Your goal: Find every line below where the string "axum" shows up, and copy those lines.

(Extracted records Opens)

use axum::{Json, http::StatusCode, response::IntoResponse};
use thiserror::Error;

use crate::{
    auth::CryptError,
    error::log_error,
    grading::GradingError,
    model::{DatabaseError, ResourceType},
    payments::PaymentError,
};

pub type WebResult<T> = std::result::Result<T, WebError>;

#[derive(Debug, Error)]
pub enum RegistrationError {
    #[error("RegistrationUserConflict")]
    RegistrationUserConflict,
}

#[derive(Debug, Error)]
pub enum AuthenticationError {
    #[error("AuthenticationRequired")]
    AuthenticationRequired,

    #[error("AuthenticationAdminRequired")]
    AuthenticationAdminRequired,

    #[error("AuthenticationInvalidCredentials")]
    AuthenticationInvalidCredentials,

    #[error("AuthenticationImpersonationDenied")]
    AuthenticationImpersonationDenied,

    #[error("AuthenticationNotImpersonating")]
    AuthenticationNotImpersonating,
}

#[derive(Debug, Error)]
pub enum ResourceError {
    #[error("ResourceNotFound: {resource_type}")]
    ResourceNotFound { resource_type: ResourceType },

    #[error("ResourceForbidden: {resource_type}")]
    ResourceForbidden { resource_type: ResourceType },

    #[error("ResourceConflict: {resource_type}. Reason: {reason}")]
    ResourceConflict {
        resource_type: ResourceType,
        reason: String,
    },

    #[error("ResourceFetchError: {resource_type}. Error: {error}")]
    ResourceFetchError {
        resource_type: ResourceType,
        error: DatabaseError,
    },

    #[error("ResourceBadRequest: {resource_type}. Reason: {reason}")]
    ResourceBadRequest {
        resource_type: ResourceType,
        reason: String,
    },

    #[error("ResourceValidationError: {0}")]
    ResourceValidationError(#[from] validator::ValidationErrors),
}

#[derive(Debug, Error)]
pub enum ServerError {
    #[error("ServerCryptError: {0}")]
    ServerCryptError(#[from] crate::auth::CryptError),

    #[error("ServerPaymentError: {0}")]
    ServerPaymentError(#[from] PaymentError),
}

impl ServerError {
    pub fn status_code(&self) -> StatusCode {
        match self {
            Self::ServerPaymentError(e) if e.is_rejected_payload() => StatusCode::BAD_REQUEST,
            Self::ServerPaymentError(PaymentError::HttpError(_))
            | Self::ServerPaymentError(PaymentError::ProviderError { .. }) => {
                StatusCode::BAD_GATEWAY
            }
            _ => StatusCode::INTERNAL_SERVER_ERROR,
        }
    }

    pub fn client_display(&self) -> String {
        match self {
            Self::ServerPaymentError(e) if e.is_rejected_payload() => {
                format!("Payment error, {e}.")
            }
            Self::ServerPaymentError(PaymentError::HttpError(_))
            | Self::ServerPaymentError(PaymentError::ProviderError { .. }) => {
                String::from("Payment provider is unavailable, try again later.")
            }
            _ => String::from("Internal server error."),
        }
    }
}

impl RegistrationError {
    pub fn status_code(&self) -> StatusCode {
        match self {
            Self::RegistrationUserConflict => StatusCode::CONFLICT,
        }
    }

    pub fn client_display(&self) -> String {
        match self {
            Self::RegistrationUserConflict => {
                String::from("Registration error, user already exists.")
            }
        }
    }
}

impl AuthenticationError {
    pub fn status_code(&self) -> StatusCode {
        match self {
            Self::AuthenticationRequired => StatusCode::UNAUTHORIZED,
            Self::AuthenticationAdminRequired => StatusCode::FORBIDDEN,
            Self::AuthenticationInvalidCredentials => StatusCode::UNAUTHORIZED,
            Self::AuthenticationImpersonationDenied => StatusCode::FORBIDDEN,
            Self::AuthenticationNotImpersonating => StatusCode::BAD_REQUEST,
        }
    }

    pub fn client_display(&self) -> String {
        match self {
            Self::AuthenticationRequired => String::from("Authentication required."),
            Self::AuthenticationAdminRequired => {
                String::from("Authentication error, admin role required.")
            }
            Self::AuthenticationInvalidCredentials => {
                String::from("Authentication error, user not found or password is invalid.")
            }
            Self::AuthenticationImpersonationDenied => {
                String::from("Authentication error, impersonation denied.")
            }
            Self::AuthenticationNotImpersonating => {
                String::from("Authentication error, session is not impersonated.")
            }
        }
    }
}

impl ResourceError {
    pub fn status_code(&self) -> StatusCode {
        match self {
            Self::ResourceNotFound { .. } => StatusCode::NOT_FOUND,
            Self::ResourceForbidden { .. } => StatusCode::FORBIDDEN,
            Self::ResourceConflict { .. } => StatusCode::CONFLICT,
            Self::ResourceFetchError { .. } => StatusCode::INTERNAL_SERVER_ERROR,
            Self::ResourceBadRequest { .. } => StatusCode::BAD_REQUEST,
            Self::ResourceValidationError(_) => StatusCode::BAD_REQUEST,
        }
    }

    pub fn client_display(&self) -> String {
        match self {
            Self::ResourceNotFound { resource_type } => {
                format!("Resource error, {resource_type} not found.")
            }
            Self::ResourceForbidden { resource_type } => {
                format!("Resource error, {resource_type} is forbidden.")
            }
            Self::ResourceConflict { reason, .. } => format!("Resource error, {reason}."),
            Self::ResourceFetchError { resource_type, .. } => {
                format!("Resource error, unable to fetch {resource_type}.")
            }
            Self::ResourceBadRequest { reason, .. } => format!("Resource error, {reason}."),
            Self::ResourceValidationError(e) => format!("Validation error, {e}"),
        }
    }
}

#[derive(Debug, Error)]
pub enum WebError {
    #[error("ResourceError - {0}")]
    ResourceError(#[from] ResourceError),
    #[error("AuthenticationError - {0}")]
    AuthenticationError(#[from] AuthenticationError),
    #[error("RegistrationError - {0}")]
    RegistrationError(#[from] RegistrationError),
    #[error("ServerError - {0}")]
    ServerError(#[from] ServerError),
}

impl From<validator::ValidationErrors> for WebError {
    fn from(value: validator::ValidationErrors) -> Self {
        Self::ResourceError(ResourceError::ResourceValidationError(value))
    }
}

impl WebError {
    pub fn resource_not_found(r#type: ResourceType) -> Self {
        Self::ResourceError(ResourceError::ResourceNotFound {
            resource_type: r#type,
        })
    }

    pub fn resource_forbidden(r#type: ResourceType) -> Self {
        Self::ResourceError(ResourceError::ResourceForbidden {
            resource_type: r#type,
        })
    }

    pub fn resource_conflict<S: Into<String>>(r#type: ResourceType, reason: S) -> Self {
        Self::ResourceError(ResourceError::ResourceConflict {
            resource_type: r#type,
            reason: reason.into(),
        })
    }

    /// Unique and foreign key violations are the caller's fault, everything
    /// else stays a server error.
    pub fn resource_fetch_error(r#type: ResourceType, error: DatabaseError) -> Self {
        if let DatabaseError::Forbidden = error {
            return Self::resource_forbidden(r#type);
        }
        if error.is_unique_violation() {
            return Self::resource_conflict(r#type, "resource already exists");
        }
        if error.is_foreign_key_violation() {
            return Self::resource_bad_request(r#type, "referenced resource does not exist");
        }

        Self::ResourceError(ResourceError::ResourceFetchError {
            resource_type: r#type,
            error,
        })
    }

    pub fn resource_bad_request<S: Into<String>>(r#type: ResourceType, reason: S) -> Self {
        Self::ResourceError(ResourceError::ResourceBadRequest {
            resource_type: r#type,
            reason: reason.into(),
        })
    }

    pub fn grading_error(error: GradingError) -> Self {
        Self::resource_bad_request(ResourceType::QuizAttempt, error.to_string())
    }

    pub fn auth_required() -> Self {
        Self::AuthenticationError(AuthenticationError::AuthenticationRequired)
    }

    pub fn admin_required() -> Self {
        Self::AuthenticationError(AuthenticationError::AuthenticationAdminRequired)
    }

    pub fn auth_invalid_credentials() -> Self {
        Self::AuthenticationError(AuthenticationError::AuthenticationInvalidCredentials)
    }

    pub fn impersonation_denied() -> Self {
        Self::AuthenticationError(AuthenticationError::AuthenticationImpersonationDenied)
    }

    pub fn not_impersonating() -> Self {
        Self::AuthenticationError(AuthenticationError::AuthenticationNotImpersonating)
    }

    pub fn registration_conflict() -> Self {
        Self::RegistrationError(RegistrationError::RegistrationUserConflict)
    }

    pub fn server_crypt_error(e: CryptError) -> Self {
        Self::ServerError(ServerError::ServerCryptError(e))
    }

    pub fn server_payment_error(e: PaymentError) -> Self {
        Self::ServerError(ServerError::ServerPaymentError(e))
    }

    pub fn status_code(&self) -> axum::http::StatusCode {
        match self {
            Self::ResourceError(e) => e.status_code(),
            Self::RegistrationError(e) => e.status_code(),
            Self::AuthenticationError(e) => e.status_code(),
            Self::ServerError(e) => e.status_code(),
        }
    }

    pub fn client_display(&self) -> String {
        match self {
            Self::ResourceError(e) => e.client_display(),
            Self::RegistrationError(e) => e.client_display(),
            Self::AuthenticationError(e) => e.client_display(),
            Self::ServerError(e) => e.client_display(),
        }
    }
}

#[derive(serde::Serialize, serde::Deserialize, utoipa::ToSchema)]
pub struct ErrorResponse {
    /// Always `false`
    pub success: bool,
    /// Human-readable message for the client
    pub message: String,
    /// HTTP status code (stringified)
    pub status_code: String,
    /// Optional debug details (only in debug mode)
    pub details: Option<String>,
}

impl IntoResponse for WebError {
    fn into_response(self) -> axum::response::Response {
        let status_code = self.status_code();
        if status_code.is_server_error() {
            log_error(&self);
        } else {
            tracing::debug!("request rejected: {}", self);
        }

        let display = self.client_display();

        let body = ErrorResponse {
            success: false,
            message: display,
            status_code: status_code.as_str().to_string(),
            details: if cfg!(debug_assertions) {
                Some(self.to_string())
            } else {
                None
            },
        };

        (status_code, Json(body)).into_response()
    }
}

(Extracted records Closes)

Expected output:
use axum::{Json, http::StatusCode, response::IntoResponse};
    pub fn status_code(&self) -> axum::http::StatusCode {
    fn into_response(self) -> axum::response::Response {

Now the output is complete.